(Records for processing):
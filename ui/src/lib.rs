//! Yew hooks that track the loading/data/error state of async calls.
//!
//! ```rust,ignore
//! #[function_component]
//! fn SaveButton() -> Html {
//!     let save = use_api_call(|draft: Draft| async move {
//!         get_api_client().save(&draft).await.map_err(|e| e.to_string())
//!     });
//!     let onclick = {
//!         let call = save.call.clone();
//!         Callback::from(move |_| call.emit(Draft::default()))
//!     };
//!     html! {
//!         <button {onclick} disabled={save.loading}>{"Save"}</button>
//!     }
//! }
//! ```

pub mod hooks;
pub mod logs;

pub use call_state::{
    CallError, CallEvent, CallOptions, CallState, Reentrancy, SideEffects,
};
pub use hooks::{
    ApiCallHandle, CallView, use_api_call, use_api_call_with_options,
    use_api_call_with_side_effects,
};
use call_state::{CallController, CallError, LocalCallState, SideEffects};
use std::cell::RefCell;
use std::rc::Rc;

use crate::helpers::{RecordingSink, init_tracing};

fn recording_side_effects(
    log: &Rc<RefCell<Vec<String>>>,
) -> SideEffects<u32, u32, String> {
    let fetching_log = log.clone();
    let response_log = log.clone();
    let error_log = log.clone();
    SideEffects::none()
        .on_fetching(move |args| {
            fetching_log.borrow_mut().push(format!("on_fetching:{args}"))
        })
        .on_response(move |data| {
            response_log.borrow_mut().push(format!("on_response:{data}"))
        })
        .on_error(move |error| {
            error_log.borrow_mut().push(format!("on_error:{error}"))
        })
}

#[tokio::test]
async fn callbacks_follow_state_events_on_success() {
    init_tracing();
    let log = Rc::new(RefCell::new(Vec::new()));
    let sink = RecordingSink::new(log.clone());
    let call_log = log.clone();
    let controller = CallController::new(
        move |args: u32| {
            call_log.borrow_mut().push(format!("call_fn:{args}"));
            async move { Ok::<_, String>(args * 2) }
        },
        sink.clone(),
    )
    .with_side_effects(recording_side_effects(&log));

    assert_eq!(controller.call(7).await, Ok(14));

    assert_eq!(
        *log.borrow(),
        vec![
            "event:fetching",
            "on_fetching:7",
            "call_fn:7",
            "event:received",
            "on_response:14",
        ]
    );
    assert_eq!(sink.state.snapshot().data, Some(14));
}

#[tokio::test]
async fn callbacks_follow_state_events_on_failure() {
    init_tracing();
    let log = Rc::new(RefCell::new(Vec::new()));
    let sink = RecordingSink::new(log.clone());
    let controller = CallController::new(
        |_: u32| async { Err::<u32, _>("boom".to_string()) },
        sink.clone(),
    )
    .with_side_effects(recording_side_effects(&log));

    assert_eq!(controller.call(3).await, Err(CallError::Failed));

    assert_eq!(
        *log.borrow(),
        vec![
            "event:fetching",
            "on_fetching:3",
            "event:errored",
            "on_error:boom",
        ]
    );
}

#[tokio::test]
async fn error_callback_sees_stored_error() {
    init_tracing();
    let state = LocalCallState::<u32, String>::new();
    let seen = Rc::new(RefCell::new(None));

    let side_effects = {
        let state = state.clone();
        let seen = seen.clone();
        SideEffects::none().on_error(move |error: &String| {
            *seen.borrow_mut() =
                Some((error.clone(), state.snapshot().error));
        })
    };
    let controller = CallController::new(
        |_: u32| async { Err::<u32, _>("late".to_string()) },
        state.clone(),
    )
    .with_side_effects(side_effects);

    let _ = controller.call(0).await;

    assert_eq!(
        *seen.borrow(),
        Some(("late".to_string(), Some("late".to_string())))
    );
}

#[tokio::test]
async fn missing_callbacks_are_skipped() {
    init_tracing();
    let log = Rc::new(RefCell::new(Vec::new()));
    let response_log = log.clone();
    let controller = CallController::new(
        |_: u32| async { Ok::<u32, String>(1) },
        LocalCallState::new(),
    )
    .with_side_effects(SideEffects::none().on_response(move |data: &u32| {
        response_log.borrow_mut().push(format!("on_response:{data}"))
    }));

    controller.call(0).await.unwrap();
    let failing = CallController::new(
        |_: u32| async { Err::<u32, String>("x".into()) },
        LocalCallState::new(),
    );
    assert_eq!(failing.call(0).await, Err(CallError::Failed));

    assert_eq!(*log.borrow(), vec!["on_response:1"]);
}
//! Loading/data/error tracking for async calls.
//!
//! A [`CallController`] wraps an async function returning `Result<T, E>`.
//! Each [`call`](CallController::call) emits [`CallEvent`]s into a
//! [`CallStateSink`], which folds them into a [`CallState`] with
//! [`CallState::reduce`]. Optional [`SideEffects`] observe each transition.
//!
//! Everything here is single-threaded and framework-free; the `ui` crate
//! plugs the controller into Yew's reducer hook.

mod controller;
mod error;
mod options;
mod side_effects;
mod sink;
mod state;
pub mod telemetry;

pub use controller::{CallController, InFlight};
pub use error::CallError;
pub use options::{CallOptions, Reentrancy};
pub use side_effects::SideEffects;
pub use sink::{CallStateSink, LocalCallState};
pub use state::{CallEvent, CallState};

(Exercise requirements):
The range runs from the line above containing "which folds them" to the line containing "pub mod telemetry;", inclusive. Restate those lines word for word and no others.

(Solution):
//! [`CallStateSink`], which folds them into a [`CallState`] with
//! [`CallState::reduce`]. Optional [`SideEffects`] observe each transition.
//!
//! Everything here is single-threaded and framework-free; the `ui` crate
//! plugs the controller into Yew's reducer hook.

mod controller;
mod error;
mod options;
mod side_effects;
mod sink;
mod state;
pub mod telemetry;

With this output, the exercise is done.